PROBLEM:
Which lines of the data hold the word "await"? Copy all of them.

TASK INPUT:
use anyhow::Result;
use charsel_core::character::CharacterCatalog;
use charsel_core::favorites::FavoritesStore;
use colored::Colorize;

use super::{load_config, terminal_bridge};
use crate::SessionArgs;

pub async fn run(session: &SessionArgs) -> Result<()> {
    let config = load_config(session).await?;
    let favorites = FavoritesStore::new(terminal_bridge(session, &config)?, config.favorites_key);
    favorites.load().await;

    let catalog = CharacterCatalog::builtin();
    println!("{}", "=== Characters ===".bright_magenta().bold());
    for character in catalog.all() {
        let heart = if favorites.is_favorite(&character.id) {
            "❤️"
        } else {
            "🤍"
        };
        let mut line = format!(
            "{} {} {:<8} {} ({}, {} лет, {})",
            heart,
            character.emoji,
            character.id.cyan(),
            character.name.bold(),
            character.personality,
            character.age,
            character.mood
        );
        if let (true, Some(price)) = (character.is_premium, character.price) {
            line.push_str(&format!(" {}", format!("⭐ PREMIUM {}₽", price).yellow()));
        }
        println!("{}", line);
        println!("    {}", character.description.dimmed());
    }
    Ok(())
}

REPLY TO THE TASK:
    let config = load_config(session).await?;
    favorites.load().await;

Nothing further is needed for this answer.